Gaz

L’ONEE active la première phase du plan gazier

GNL

Ça y est. L’Office national de l’électricité et de l’eau potable (ONEE) vient de lancer l’appel d’offres international pour la sélection de l’assistant et conseiller technique qui l’accompagnera dans le développement du projet Gas to Power. Ce dernier constitue, pour rappel, la première phase du plan de développement du gaz naturel liquéfié (GNL) et qui a pour objectif de couvrir d’abord les besoins de production d’électricité (Phase dite Gas to Power), avant de satisfaire, dans une deuxième phase, les besoins de l’industrie (Gas to Industry) et d’étendre enfin progressivement son utilisation aux consommateurs tertiaires et résidentiels.

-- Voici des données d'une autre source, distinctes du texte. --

//! Error taxonomy for the decision loop.
//! Every kind except `ConfigInvalid` is retryable: the scheduler and the engine
//! worker absorb them and surface a transient status instead of halting.

use thiserror::Error;

use crate::board::Pos;
use crate::rules::Forbidden;

#[derive(Error, Debug, Clone, PartialEq)]
pub enum AssistError {
    /// Some cells could not be classified; the cycle is skipped.
    #[error("Recognition ambiguous: {unknown} cell(s) could not be classified")]
    RecognitionAmbiguous { unknown: usize },

    /// The stable board does not follow from the move history by one legal stone.
    #[error("Recognition inconsistent with move history: {changed} cell(s) changed")]
    RecognitionInconsistent { changed: usize },

    /// Captured region has the wrong dimensions for the configured board.
    #[error("Frame is {width}x{height}, expected {expected}x{expected}")]
    FrameSize {
        width: u32,
        height: u32,
        expected: u32,
    },

    #[error("Engine handshake failed: {0}")]
    EngineHandshakeFailed(String),

    #[error("Engine crashed: {0}")]
    EngineCrashed(String),

    #[error("Engine timed out while {0}")]
    EngineTimeout(String),

    /// The requester dropped the analysis before it finished.
    #[error("Analysis abandoned before completion")]
    AnalysisAbandoned,

    #[error("Move {pos} rejected: {reason}")]
    RuleViolation { pos: Pos, reason: Forbidden },

    #[error("Chess manual corrupt: {0}")]
    CacheCorrupt(String),

    #[error("Invalid configuration: {0}")]
    ConfigInvalid(String),
}

impl AssistError {
    /// Only an invalid configuration is fatal.
    pub fn is_retryable(&self) -> bool {
        !matches!(self, AssistError::ConfigInvalid(_))
    }

    /// Engine-side failures that put the session into `Faulted`.
    pub fn is_engine_fault(&self) -> bool {
        matches!(
            self,
            AssistError::EngineHandshakeFailed(_)
                | AssistError::EngineCrashed(_)
                | AssistError::EngineTimeout(_)
        )
    }
}

pub type AssistResult<T> = Result<T, AssistError>;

La phase Gas to Power a été confiée à l’ONEE en partenariat avec des opérateurs nationaux et étrangers. Selon l’Office, le projet comprend plusieurs infrastructures gazières et électriques, dont la jetée maritime à Jorf Lasfar, le Terminal de regazéification du GNL incluant les bacs de stockage à Jorf Lasfar ainsi que les bretelles de raccordement des centrales à cycles combinés (CCGT) et éventuellement les cavités souterraines de stockage du gaz. Le projet concerne également la réalisation du gazoduc de transport reliant le Terminal GNL au Gazoduc Maghreb Europe (GME) existant ainsi que les centrales à cycles combinés (CCGT) fonctionnant au gaz naturel, d’une puissance totale d’environ 2.400 MW, approvisionnées à partir du terminal GNL. «Ce projet sera réalisé par des partenaires privés dans le cadre de la production privée d’électricité, conformément à la loi 40-09, avec garantie d’achat par l’ONEE de la totalité de l’électricité produite dans le cadre de contrats de longue durée», indique l’ONEE dans l’avis d’appel d’offres, dont l’ouverture des plis est prévue pour le 21 octobre 2015.

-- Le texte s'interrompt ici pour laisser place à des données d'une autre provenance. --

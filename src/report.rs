//! Console output (Step 5 in architecture).
//! Prints the board and the current advice whenever the game or the status changes.

use std::fmt::Write as _;

use tokio::sync::watch;

use crate::scheduler::{Snapshot, Status};

pub struct ConsoleReport {
    last: Option<(usize, Status)>,
}

impl ConsoleReport {
    pub fn new() -> Self {
        Self { last: None }
    }

    /// Runs until the scheduler drops its sender.
    pub async fn run(mut self, mut rx: watch::Receiver<Snapshot>) {
        loop {
            let snapshot = rx.borrow_and_update().clone();
            if let Some(text) = self.update(&snapshot) {
                println!("{}", text);
            }
            if rx.changed().await.is_err() {
                break;
            }
        }
    }

    /// Rendered text when the snapshot differs from the last one printed.
    /// Engine state and cache counters alone do not trigger output.
    fn update(&mut self, snapshot: &Snapshot) -> Option<String> {
        let key = (snapshot.moves, snapshot.status.clone());
        if self.last.as_ref() == Some(&key) {
            return None;
        }
        self.last = Some(key);
        Some(render(snapshot))
    }
}

impl Default for ConsoleReport {
    fn default() -> Self {
        Self::new()
    }
}

pub fn render(snapshot: &Snapshot) -> String {
    let mut out = String::new();
    let size = snapshot.board.size();
    let _ = write!(out, "{}", snapshot.board);
    match snapshot.last_move {
        Some(mv) => {
            let _ = writeln!(
                out,
                "Move {}: {} {}, {} to play",
                snapshot.moves,
                mv.stone,
                mv.pos.to_gtp(size),
                snapshot.to_move
            );
        }
        None => {
            let _ = writeln!(out, "No moves yet, {} to play", snapshot.to_move);
        }
    }
    let _ = writeln!(out, "Status: {}", snapshot.status);
    if let Status::Suggestion(suggestion) = &snapshot.status {
        if !suggestion.pv.is_empty() {
            let _ = writeln!(out, "Line: {}", suggestion.pv.join(" "));
        }
    }
    let _ = write!(
        out,
        "Engine: {} | Manual hit rate: {:.0}% ({} hits, {} misses)",
        snapshot.engine,
        snapshot.cache.hit_rate() * 100.0,
        snapshot.cache.hits,
        snapshot.cache.misses
    );
    out
}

Soulignons que le plan gazier nécessitera un investissement estimé à 4,6 milliards de dollars : 2,4 milliards de dollars pour les infrastructures gazières et 2,2 milliards de dollars destinés aux infrastructures électriques. Concernant les infrastructures gazières, les 2,4 milliards de dollars se répartissent entre 600 millions pour la jetée maritime au port de Jorf Lasfar, 800 millions pour le terminal GNL (également à Jorf Lasfar), 600 millions pour un gazoduc à haute pression et enfin 400 millions pour les infrastructures de stockage. Et pour transporter le GNL vers les autres sites, un gazoduc d’une longueur de 400 km environ et reliant le terminal GNL au GME en passant par Mohammedia, Kénitra et Dhar Eddoum (situé à 120 km au sud de Tanger) sera installé. La durée de construction est estimée à 48 mois pour le terminal de regazéification, 36 mois pour
les centrales CCGT et autant pour la jetée et le gazoduc.